Ty-Amo fabrics and trims are imported from Japan, but Horowitz envisioned creating positive local economic impact in addition to promoting social change through her company. When researching suppliers, she learned that Portland, Maine, was especially hard hit by the 2008 economic recession, resulting in several factories shuttering and hundreds of jobs lost. Sensing the opportunity to make a real difference in people’s economic well-being, Horowitz partnered with a small, family-owned manufacturing company located in Portland as well as a pattern maker, designer and printer to produce Ty-Amo products.

“Finding the right team was a challenge, but it was important to me that our manufacturing is done in the United States,” she says. “We found amazing craftspeople who do quality work in Portland and I couldn’t be prouder of the results.”

Hope Rovelto, owner of Little Chair Printing, the only queer woman-owned screen-printing shop in Maine, is one of those craftspeople. Her custom screen-printing can be found on several of Ty-Amo’s unique ties, a creative partnership that aligns perfectly with her values.

“As a very small business and as a queer run business, working with Ty-Amo is the type of client I want to print for,” Rovelto says. “My heart is in working with socially conscious companies.
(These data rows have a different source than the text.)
//! Socket-variant output streamer
//!
//! The browser client runs a real terminal emulator, so bytes are forwarded
//! verbatim (ANSI sequences intact) with sub-perceptual latency for
//! keystroke echo. No screen emulation, no cleaning, no dedup.

use std::sync::Arc;
use std::time::Duration;

use tokio::sync::mpsc;
use tokio::time::Instant;
use tracing::{info, warn};

use crate::registry::SessionRegistry;

/// Poll cadence; low enough that echo feels instant.
const TICK: Duration = Duration::from_millis(5);
/// Flush once bytes have stopped arriving for this long.
const FLUSH_SILENCE: Duration = Duration::from_millis(1);
/// Sessions with no output for this long are shut down.
const MAX_IDLE: Duration = Duration::from_secs(30 * 60);

/// Per-connection streaming worker: accumulate bytes, flush on the first
/// quiet tick. Exits on stop signal, child exit, or idle timeout, then
/// cleans the session out of the registry.
pub async fn run_session(
    registry: Arc<SessionRegistry>,
    chat_id: i64,
    mut output: mpsc::Receiver<Vec<u8>>,
) {
    let Some(record) = registry.get(chat_id).await else {
        warn!(chat_id, "socket stream: record not found");
        return;
    };

    info!(chat_id, "socket streaming started");

    let mut stop_rx = record.subscribe_stop();
    let mut ticker = tokio::time::interval(TICK);

    let mut buffer: Vec<u8> = Vec::new();
    let mut last_output = Instant::now();

    loop {
        tokio::select! {
            _ = stop_rx.recv() => {
                info!(chat_id, "socket session manually stopped");
                flush(&record, &mut buffer).await;
                break;
            }

            chunk = output.recv() => match chunk {
                Some(data) => {
                    buffer.extend_from_slice(&data);
                    last_output = Instant::now();
                }
                None => {
                    info!(chat_id, "terminal exited");
                    flush(&record, &mut buffer).await;
                    record.sink.send_status("🔴 Session ended (program exited)").await;
                    break;
                }
            },

            _ = ticker.tick() => {
                if !buffer.is_empty() && last_output.elapsed() > FLUSH_SILENCE {
                    flush(&record, &mut buffer).await;
                }

                if last_output.elapsed() > MAX_IDLE {
                    info!(chat_id, "socket session idle timeout");
                    record.sink.send_status("⏱️ Session timed out (30min idle)").await;
                    break;
                }
            }
        }
    }

    if record.deactivate() {
        registry.remove(chat_id).await;
    }
    record.terminal.close().await;
    info!(chat_id, "socket streaming ended");
}

async fn flush(record: &crate::registry::SessionRecord, buffer: &mut Vec<u8>) {
    if buffer.is_empty() {
        return;
    }
    let text = String::from_utf8_lossy(buffer).into_owned();
    record.sink.send_output(&text).await;
    buffer.clear();
}
//! Session registry - maps client ids to live sessions
//!
//! All access goes through a reader/writer lock. The one rule that keeps
//! the bridge responsive: closing a PTY blocks, so it never happens while
//! the lock is held.

use std::collections::HashMap;
use std::sync::atomic::{AtomicBool, Ordering};
use std::sync::Arc;

use chrono::{DateTime, Local};
use tokio::sync::{broadcast, RwLock};
use tracing::info;

use crate::pty::PtySession;
use crate::sink::OutputSink;

/// One live session: the PTY, where its output goes, and lifecycle state.
pub struct SessionRecord {
    pub terminal: Arc<PtySession>,
    pub sink: Arc<dyn OutputSink>,
    pub command: String,
    pub started_at: DateTime<Local>,
    active: AtomicBool,
    stop_tx: broadcast::Sender<()>,
    stop_fired: std::sync::Mutex<bool>,
}

impl SessionRecord {
    pub fn new(terminal: Arc<PtySession>, sink: Arc<dyn OutputSink>, command: String) -> Arc<Self> {
        let (stop_tx, _) = broadcast::channel(1);
        Arc::new(Self {
            terminal,
            sink,
            command,
            started_at: Local::now(),
            active: AtomicBool::new(true),
            stop_tx,
            stop_fired: std::sync::Mutex::new(false),
        })
    }

    pub fn is_active(&self) -> bool {
        self.active.load(Ordering::SeqCst)
    }

    /// Flip active -> inactive; returns true for the caller that did it.
    /// A deactivated record may briefly remain observable in the registry
    /// but must not receive new input.
    pub fn deactivate(&self) -> bool {
        self.active.swap(false, Ordering::SeqCst)
    }

    /// Fire the stop signal exactly once; extra calls are no-ops.
    pub fn signal_stop(&self) {
        let mut fired = self.stop_fired.lock().unwrap_or_else(|e| e.into_inner());
        if !*fired {
            *fired = true;
            let _ = self.stop_tx.send(());
        }
    }

    pub fn stop_signalled(&self) -> bool {
        *self.stop_fired.lock().unwrap_or_else(|e| e.into_inner())
    }

    pub fn subscribe_stop(&self) -> broadcast::Receiver<()> {
        self.stop_tx.subscribe()
    }

    /// Human-readable session summary for `/status`.
    pub fn status_text(&self) -> String {
        let elapsed = Local::now().signed_duration_since(self.started_at);
        let secs = elapsed.num_seconds().max(0);
        format!(
            "📊 Active Session\n\nCommand: {}\nDuration: {}m{}s\nStarted: {}",
            self.command,
            secs / 60,
            secs % 60,
            self.started_at.format("%H:%M:%S"),
        )
    }
}

/// Client-id -> session map behind a reader/writer lock.
#[derive(Default)]
pub struct SessionRegistry {
    sessions: RwLock<HashMap<i64, Arc<SessionRecord>>>,
}

impl SessionRegistry {
    pub fn new() -> Self {
        Self::default()
    }

    pub async fn insert(&self, chat_id: i64, record: Arc<SessionRecord>) {
        self.sessions.write().await.insert(chat_id, record);
    }

    pub async fn get(&self, chat_id: i64) -> Option<Arc<SessionRecord>> {
        self.sessions.read().await.get(&chat_id).cloned()
    }

    pub async fn remove(&self, chat_id: i64) -> Option<Arc<SessionRecord>> {
        self.sessions.write().await.remove(&chat_id)
    }

    pub async fn len(&self) -> usize {
        self.sessions.read().await.len()
    }

    pub async fn is_empty(&self) -> bool {
        self.sessions.read().await.is_empty()
    }

    /// Stop every active session. Records are collected and the map cleared
    /// under the write lock; the blocking PTY closes happen after it is
    /// released so unrelated lookups never stall behind teardown.
    pub async fn close_all(&self) {
        let records: Vec<Arc<SessionRecord>> = {
            let mut sessions = self.sessions.write().await;
            let records = sessions
                .values()
                .filter(|r| r.deactivate())
                .cloned()
                .collect();
            sessions.clear();
            records
        };

        info!(count = records.len(), "closing all sessions");
        for record in records {
            record.signal_stop();
            record.terminal.close().await;
        }
    }
}
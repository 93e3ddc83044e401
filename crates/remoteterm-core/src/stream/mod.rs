//! Output streamers: PTY bytes -> sink, one worker per session

pub mod chat;
pub mod socket;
If your mission is to make inclusive products for the LGBTQ communities, it makes sense to use businesses in that community or very strong allies.”
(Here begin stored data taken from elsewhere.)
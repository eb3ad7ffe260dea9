use serde::{Deserialize, Serialize};
use strum::{AsRefStr, EnumString};

use crate::pagination::PaginationQuery;

#[derive(Debug, Clone, Copy, PartialEq, Eq, Serialize, Deserialize, AsRefStr, EnumString)]
#[serde(rename_all = "snake_case")]
#[strum(serialize_all = "snake_case")]
pub enum ActorType {
    Admin,
    Public,
    System,
}

#[derive(Debug, Clone, Copy, PartialEq, Eq, Serialize, Deserialize, AsRefStr, EnumString)]
#[serde(rename_all = "snake_case")]
#[strum(serialize_all = "snake_case")]
pub enum AuditAction {
    ClaimOrder,
    CreateOrder,
    UpdateOrder,
    DeleteOrder,
    CreateProduct,
    UpdateProduct,
    DeleteProduct,
    UpdateSettings,
    CreateAdmin,
    DeleteAdmin,
    BootstrapAdmin,
    SeedData,
}

#[derive(Debug, Clone, Serialize, Deserialize)]
pub struct AuditLog {
    pub id: String,
    pub timestamp: i64,
    pub actor_type: ActorType,
    /// Admin id for admin actions; None for public/system.
    pub actor_id: Option<i64>,
    #[serde(skip_serializing_if = "Option::is_none")]
    pub actor_name: Option<String>,
    pub action: String,
    pub resource_type: String,
    pub resource_id: String,
    pub details: Option<serde_json::Value>,
    pub ip_address: Option<String>,
    pub user_agent: Option<String>,
}

#[derive(Debug, Default, Deserialize)]
pub struct AuditLogQuery {
    #[serde(default)]
    pub action: Option<String>,
    #[serde(default)]
    pub resource_type: Option<String>,
    #[serde(default)]
    pub limit: Option<i64>,
    #[serde(default)]
    pub offset: Option<i64>,
}

impl AuditLogQuery {
    pub fn pagination(&self) -> PaginationQuery {
        PaginationQuery {
            limit: self.limit,
            offset: self.offset,
        }
    }
}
Horowitz also insists on using models from a variety of ethnic and age groups as well as different body types to represent the products.

“We wanted the message to be that we represent everyone, whether it’s an ethnic minority struggling with identity or someone struggling with gender roles or sexuality or balking at ageism, we hear you, we see you,” she says.

Celebrating Pride…and beyond

Recently Ty-Amo announced a partnership with The Phluid Project to produce the Authentic Pride 2019 50th anniversary tie collection, coming this Spring. The Phluid Project is a gender-free shopping space located in New York City. This year the enterprise is partnering with Champion, Nike, Fila and other designers to create an authentic line of clothing celebrating the 50th anniversary of Pride with 10 percent of all sales donated to the Stonewall Foundation.

Horowitz has been working toward a partnership like this from the start, looking for opportunities to give back and make a difference in real, tangible ways – whether through promoting inclusion, creating positive economic impact or financial contributions. Less than a year after launching Ty-Amo, she has already achieved a lot of what she set out to do, but for Horowitz, this is just the beginning.

“My dream is to partner with charities like domestic violence shelters, organizations that provide education and empowerment for women and the LGBTQ community, places that help people get back on their feet,” she says. “It’s not just about my daughter or my son having equal rights and empowerment, it’s about all of the oppressed and underrepresented communities fighting for equal rights and empowerment.”